LISTED RECORDS —
○ ○ ○ ○ ○

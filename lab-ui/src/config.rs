//! Application configuration, read from an optional TOML file.
//!
//! Every key is optional; a missing file section falls back to the defaults
//! below. Command-line flags are applied on top with
//! [`AppConfig::apply_overrides`].
//!
//! The log level is resolved by [`AppConfig::log_level`], first match wins:
//!
//! 1. `--log-level`
//! 2. `[logging] level` in the config file
//! 3. `RUST_LOG`
//! 4. [`DEFAULT_LOG_LEVEL`]
//!
//! ```toml
//! lead_time_days = 2
//! layout = "tabs"        # or "panels"
//! report_dir = "."
//!
//! [logging]
//! level = "info"         # any EnvFilter directive, unset by default
//! file = "lab-reservations.log"
//! stdout = true
//! ```

use std::path::{Path, PathBuf};

use lab_core::{LeadTimeRule, SessionConfig, booking::DEFAULT_LEAD_TIME_DAYS, session::Layout};
use serde::Deserialize;
use thiserror::Error;

pub const DEFAULT_LOG_LEVEL: &str = "info";

#[derive(Debug, Error)]
pub enum ConfigError {
    #[error("cannot read config file '{}': {source}", path.display())]
    Read {
        path: PathBuf,
        #[source]
        source: std::io::Error,
    },

    #[error("invalid config file '{}': {source}", path.display())]
    Parse {
        path: PathBuf,
        #[source]
        source: toml::de::Error,
    },
}

#[derive(Debug, Clone, PartialEq, Eq, Deserialize)]
#[serde(default, deny_unknown_fields)]
pub struct AppConfig {
    /// Minimum calendar days between today and a reservation.
    pub lead_time_days: u32,
    pub layout: Layout,
    /// Directory the report file is written to.
    pub report_dir: PathBuf,
    pub logging: LoggingConfig,
}

impl Default for AppConfig {
    fn default() -> Self {
        Self {
            lead_time_days: DEFAULT_LEAD_TIME_DAYS,
            layout: Layout::default(),
            report_dir: PathBuf::from("."),
            logging: LoggingConfig::default(),
        }
    }
}

#[derive(Debug, Clone, PartialEq, Eq, Deserialize)]
#[serde(default, deny_unknown_fields)]
pub struct LoggingConfig {
    /// `None` leaves the level to `RUST_LOG` or the default.
    pub level: Option<String>,
    pub file: Option<PathBuf>,
    pub stdout: bool,
}

impl Default for LoggingConfig {
    fn default() -> Self {
        Self {
            level: None,
            file: None,
            stdout: true,
        }
    }
}

impl AppConfig {
    pub fn from_toml_str(input: &str) -> Result<Self, toml::de::Error> {
        toml::from_str(input)
    }

    /// Reads and parses `path`.
    pub fn load(path: &Path) -> Result<Self, ConfigError> {
        let contents = std::fs::read_to_string(path).map_err(|source| ConfigError::Read {
            path: path.to_path_buf(),
            source,
        })?;

        Self::from_toml_str(&contents).map_err(|source| ConfigError::Parse {
            path: path.to_path_buf(),
            source,
        })
    }

    /// Defaults when `path` is `None`, the parsed file otherwise.
    pub fn load_or_default(path: Option<&Path>) -> Result<Self, ConfigError> {
        path.map_or_else(|| Ok(Self::default()), Self::load)
    }

    /// Replaces file values with whatever was given on the command line.
    pub fn apply_overrides(
        &mut self,
        overrides: CliOverrides,
    ) {
        if let Some(level) = overrides.log_level {
            self.logging.level = Some(level);
        }
        if let Some(file) = overrides.log_file {
            self.logging.file = Some(file);
        }
        if let Some(dir) = overrides.report_dir {
            self.report_dir = dir;
        }
    }

    /// The filter directive to install, given the value of `RUST_LOG`.
    pub fn log_level(
        &self,
        rust_log: Option<&str>,
    ) -> String {
        self.logging
            .level
            .as_deref()
            .or(rust_log.filter(|v| !v.trim().is_empty()))
            .unwrap_or(DEFAULT_LOG_LEVEL)
            .to_string()
    }

    pub fn session_config(&self) -> SessionConfig {
        SessionConfig {
            lead_time: LeadTimeRule::new(self.lead_time_days),
            layout: self.layout,
        }
    }
}

/// Values from command-line flags; `None` keeps the file value.
#[derive(Debug, Clone, Default, PartialEq, Eq)]
pub struct CliOverrides {
    pub log_level: Option<String>,
    pub log_file: Option<PathBuf>,
    pub report_dir: Option<PathBuf>,
}
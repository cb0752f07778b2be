use std::{fmt, str::FromStr};

use serde::{Deserialize, Serialize};
use thiserror::Error;

/// Returned when a name does not match any room in [`Lab::ALL`].
#[derive(Debug, Clone, Error, PartialEq, Eq)]
#[error("unknown laboratory '{0}'")]
pub struct UnknownLabError(pub String);

/// The closed set of bookable laboratory rooms.
#[derive(Debug, Clone, Copy, PartialEq, Eq, Hash, PartialOrd, Ord, Serialize, Deserialize)]
#[serde(into = "&'static str", try_from = "String")]
pub enum Lab {
    Informatica1,
    Informatica2,
    Informatica3,
    Informatica4,
    Farmacia,
    Enfermagem,
    Fisioterapia,
    EducacaoFisica,
    Multidisciplinar,
    Microscopia,
    Anatomia,
}

impl Lab {
    /// Every room, in the order the form lists them.
    pub const ALL: [Lab; 11] = [
        Lab::Informatica1,
        Lab::Informatica2,
        Lab::Informatica3,
        Lab::Informatica4,
        Lab::Farmacia,
        Lab::Enfermagem,
        Lab::Fisioterapia,
        Lab::EducacaoFisica,
        Lab::Multidisciplinar,
        Lab::Microscopia,
        Lab::Anatomia,
    ];

    /// Display name, also the value stored in forms, CSV files and reports.
    pub fn as_str(&self) -> &'static str {
        match self {
            Self::Informatica1 => "Informática 1",
            Self::Informatica2 => "Informática 2",
            Self::Informatica3 => "Informática 3",
            Self::Informatica4 => "Informática 4",
            Self::Farmacia => "Farmácia",
            Self::Enfermagem => "Enfermagem",
            Self::Fisioterapia => "Fisioterapia",
            Self::EducacaoFisica => "Educação Física",
            Self::Multidisciplinar => "Multidisciplinar",
            Self::Microscopia => "Microscopia",
            Self::Anatomia => "Anatomia",
        }
    }

    /// Matches a display name, ignoring surrounding whitespace.
    pub fn parse(s: &str) -> Option<Self> {
        let s = s.trim();
        Self::ALL.into_iter().find(|lab| lab.as_str() == s)
    }
}

impl fmt::Display for Lab {
    fn fmt(
        &self,
        f: &mut fmt::Formatter<'_>,
    ) -> fmt::Result {
        f.write_str(self.as_str())
    }
}

impl FromStr for Lab {
    type Err = UnknownLabError;

    fn from_str(s: &str) -> Result<Self, Self::Err> {
        Self::parse(s).ok_or_else(|| UnknownLabError(s.to_string()))
    }
}

impl TryFrom<String> for Lab {
    type Error = UnknownLabError;

    fn try_from(value: String) -> Result<Self, Self::Error> {
        value.parse()
    }
}

impl From<Lab> for &'static str {
    fn from(lab: Lab) -> Self {
        lab.as_str()
    }
}

#[cfg(test)]
mod tests {
    use super::*;
    use pretty_assertions::assert_eq;

    #[test]
    fn catalogue_has_eleven_distinct_rooms() {
        let mut names: Vec<_> = Lab::ALL.iter().map(Lab::as_str).collect();
        names.sort_unstable();
        names.dedup();
        assert_eq!(names.len(), 11);
    }

    #[test]
    fn parse_matches_every_display_name() {
        for lab in Lab::ALL {
            assert_eq!(Lab::parse(lab.as_str()), Some(lab));
        }
    }

    #[test]
    fn parse_trims_whitespace_but_keeps_accents_significant() {
        assert_eq!(Lab::parse("  Farmácia "), Some(Lab::Farmacia));
        assert_eq!(Lab::parse("Farmacia"), None);
        assert_eq!(Lab::parse(""), None);
    }

    #[test]
    fn from_str_reports_the_offending_name() {
        let err = "Química".parse::<Lab>().unwrap_err();
        assert_eq!(err, UnknownLabError("Química".to_string()));
        assert_eq!(err.to_string(), "unknown laboratory 'Química'");
    }
}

○ ○ ○ ○ ○

WHAT YOU SHOULD DO — Give all of the entries again, word for word.

SOLUTION FOR THIS PROBLEM —
filename lab-ui/src/config.rs
//! Application configuration, read from an optional TOML file.
//!
//! Every key is optional; a missing file section falls back to the defaults
//! below. Command-line flags are applied on top with
//! [`AppConfig::apply_overrides`].
//!
//! The log level is resolved by [`AppConfig::log_level`], first match wins:
//!
//! 1. `--log-level`
//! 2. `[logging] level` in the config file
//! 3. `RUST_LOG`
//! 4. [`DEFAULT_LOG_LEVEL`]
//!
//! ```toml
//! lead_time_days = 2
//! layout = "tabs"        # or "panels"
//! report_dir = "."
//!
//! [logging]
//! level = "info"         # any EnvFilter directive, unset by default
//! file = "lab-reservations.log"
//! stdout = true
//! ```

use std::path::{Path, PathBuf};

use lab_core::{LeadTimeRule, SessionConfig, booking::DEFAULT_LEAD_TIME_DAYS, session::Layout};
use serde::Deserialize;
use thiserror::Error;

pub const DEFAULT_LOG_LEVEL: &str = "info";

#[derive(Debug, Error)]
pub enum ConfigError {
    #[error("cannot read config file '{}': {source}", path.display())]
    Read {
        path: PathBuf,
        #[source]
        source: std::io::Error,
    },

    #[error("invalid config file '{}': {source}", path.display())]
    Parse {
        path: PathBuf,
        #[source]
        source: toml::de::Error,
    },
}

#[derive(Debug, Clone, PartialEq, Eq, Deserialize)]
#[serde(default, deny_unknown_fields)]
pub struct AppConfig {
    /// Minimum calendar days between today and a reservation.
    pub lead_time_days: u32,
    pub layout: Layout,
    /// Directory the report file is written to.
    pub report_dir: PathBuf,
    pub logging: LoggingConfig,
}

impl Default for AppConfig {
    fn default() -> Self {
        Self {
            lead_time_days: DEFAULT_LEAD_TIME_DAYS,
            layout: Layout::default(),
            report_dir: PathBuf::from("."),
            logging: LoggingConfig::default(),
        }
    }
}

#[derive(Debug, Clone, PartialEq, Eq, Deserialize)]
#[serde(default, deny_unknown_fields)]
pub struct LoggingConfig {
    /// `None` leaves the level to `RUST_LOG` or the default.
    pub level: Option<String>,
    pub file: Option<PathBuf>,
    pub stdout: bool,
}

impl Default for LoggingConfig {
    fn default() -> Self {
        Self {
            level: None,
            file: None,
            stdout: true,
        }
    }
}

impl AppConfig {
    pub fn from_toml_str(input: &str) -> Result<Self, toml::de::Error> {
        toml::from_str(input)
    }

    /// Reads and parses `path`.
    pub fn load(path: &Path) -> Result<Self, ConfigError> {
        let contents = std::fs::read_to_string(path).map_err(|source| ConfigError::Read {
            path: path.to_path_buf(),
            source,
        })?;

        Self::from_toml_str(&contents).map_err(|source| ConfigError::Parse {
            path: path.to_path_buf(),
            source,
        })
    }

    /// Defaults when `path` is `None`, the parsed file otherwise.
    pub fn load_or_default(path: Option<&Path>) -> Result<Self, ConfigError> {
        path.map_or_else(|| Ok(Self::default()), Self::load)
    }

    /// Replaces file values with whatever was given on the command line.
    pub fn apply_overrides(
        &mut self,
        overrides: CliOverrides,
    ) {
        if let Some(level) = overrides.log_level {
            self.logging.level = Some(level);
        }
        if let Some(file) = overrides.log_file {
            self.logging.file = Some(file);
        }
        if let Some(dir) = overrides.report_dir {
            self.report_dir = dir;
        }
    }

    /// The filter directive to install, given the value of `RUST_LOG`.
    pub fn log_level(
        &self,
        rust_log: Option<&str>,
    ) -> String {
        self.logging
            .level
            .as_deref()
            .or(rust_log.filter(|v| !v.trim().is_empty()))
            .unwrap_or(DEFAULT_LOG_LEVEL)
            .to_string()
    }

    pub fn session_config(&self) -> SessionConfig {
        SessionConfig {
            lead_time: LeadTimeRule::new(self.lead_time_days),
            layout: self.layout,
        }
    }
}

/// Values from command-line flags; `None` keeps the file value.
#[derive(Debug, Clone, Default, PartialEq, Eq)]
pub struct CliOverrides {
    pub log_level: Option<String>,
    pub log_file: Option<PathBuf>,
    pub report_dir: Option<PathBuf>,
}
repository cb0752f07778b2be
use std::{fmt, str::FromStr};

use serde::{Deserialize, Serialize};
use thiserror::Error;

/// Returned when a name does not match any room in [`Lab::ALL`].
#[derive(Debug, Clone, Error, PartialEq, Eq)]
#[error("unknown laboratory '{0}'")]
pub struct UnknownLabError(pub String);

/// The closed set of bookable laboratory rooms.
#[derive(Debug, Clone, Copy, PartialEq, Eq, Hash, PartialOrd, Ord, Serialize, Deserialize)]
#[serde(into = "&'static str", try_from = "String")]
pub enum Lab {
    Informatica1,
    Informatica2,
    Informatica3,
    Informatica4,
    Farmacia,
    Enfermagem,
    Fisioterapia,
    EducacaoFisica,
    Multidisciplinar,
    Microscopia,
    Anatomia,
}

impl Lab {
    /// Every room, in the order the form lists them.
    pub const ALL: [Lab; 11] = [
        Lab::Informatica1,
        Lab::Informatica2,
        Lab::Informatica3,
        Lab::Informatica4,
        Lab::Farmacia,
        Lab::Enfermagem,
        Lab::Fisioterapia,
        Lab::EducacaoFisica,
        Lab::Multidisciplinar,
        Lab::Microscopia,
        Lab::Anatomia,
    ];

    /// Display name, also the value stored in forms, CSV files and reports.
    pub fn as_str(&self) -> &'static str {
        match self {
            Self::Informatica1 => "Informática 1",
            Self::Informatica2 => "Informática 2",
            Self::Informatica3 => "Informática 3",
            Self::Informatica4 => "Informática 4",
            Self::Farmacia => "Farmácia",
            Self::Enfermagem => "Enfermagem",
            Self::Fisioterapia => "Fisioterapia",
            Self::EducacaoFisica => "Educação Física",
            Self::Multidisciplinar => "Multidisciplinar",
            Self::Microscopia => "Microscopia",
            Self::Anatomia => "Anatomia",
        }
    }

    /// Matches a display name, ignoring surrounding whitespace.
    pub fn parse(s: &str) -> Option<Self> {
        let s = s.trim();
        Self::ALL.into_iter().find(|lab| lab.as_str() == s)
    }
}

impl fmt::Display for Lab {
    fn fmt(
        &self,
        f: &mut fmt::Formatter<'_>,
    ) -> fmt::Result {
        f.write_str(self.as_str())
    }
}

impl FromStr for Lab {
    type Err = UnknownLabError;

    fn from_str(s: &str) -> Result<Self, Self::Err> {
        Self::parse(s).ok_or_else(|| UnknownLabError(s.to_string()))
    }
}

impl TryFrom<String> for Lab {
    type Error = UnknownLabError;

    fn try_from(value: String) -> Result<Self, Self::Error> {
        value.parse()
    }
}

impl From<Lab> for &'static str {
    fn from(lab: Lab) -> Self {
        lab.as_str()
    }
}

#[cfg(test)]
mod tests {
    use super::*;
    use pretty_assertions::assert_eq;

    #[test]
    fn catalogue_has_eleven_distinct_rooms() {
        let mut names: Vec<_> = Lab::ALL.iter().map(Lab::as_str).collect();
        names.sort_unstable();
        names.dedup();
        assert_eq!(names.len(), 11);
    }

    #[test]
    fn parse_matches_every_display_name() {
        for lab in Lab::ALL {
            assert_eq!(Lab::parse(lab.as_str()), Some(lab));
        }
    }

    #[test]
    fn parse_trims_whitespace_but_keeps_accents_significant() {
        assert_eq!(Lab::parse("  Farmácia "), Some(Lab::Farmacia));
        assert_eq!(Lab::parse("Farmacia"), None);
        assert_eq!(Lab::parse(""), None);
    }

    #[test]
    fn from_str_reports_the_offending_name() {
        let err = "Química".parse::<Lab>().unwrap_err();
        assert_eq!(err, UnknownLabError("Química".to_string()));
        assert_eq!(err.to_string(), "unknown laboratory 'Química'");
    }
}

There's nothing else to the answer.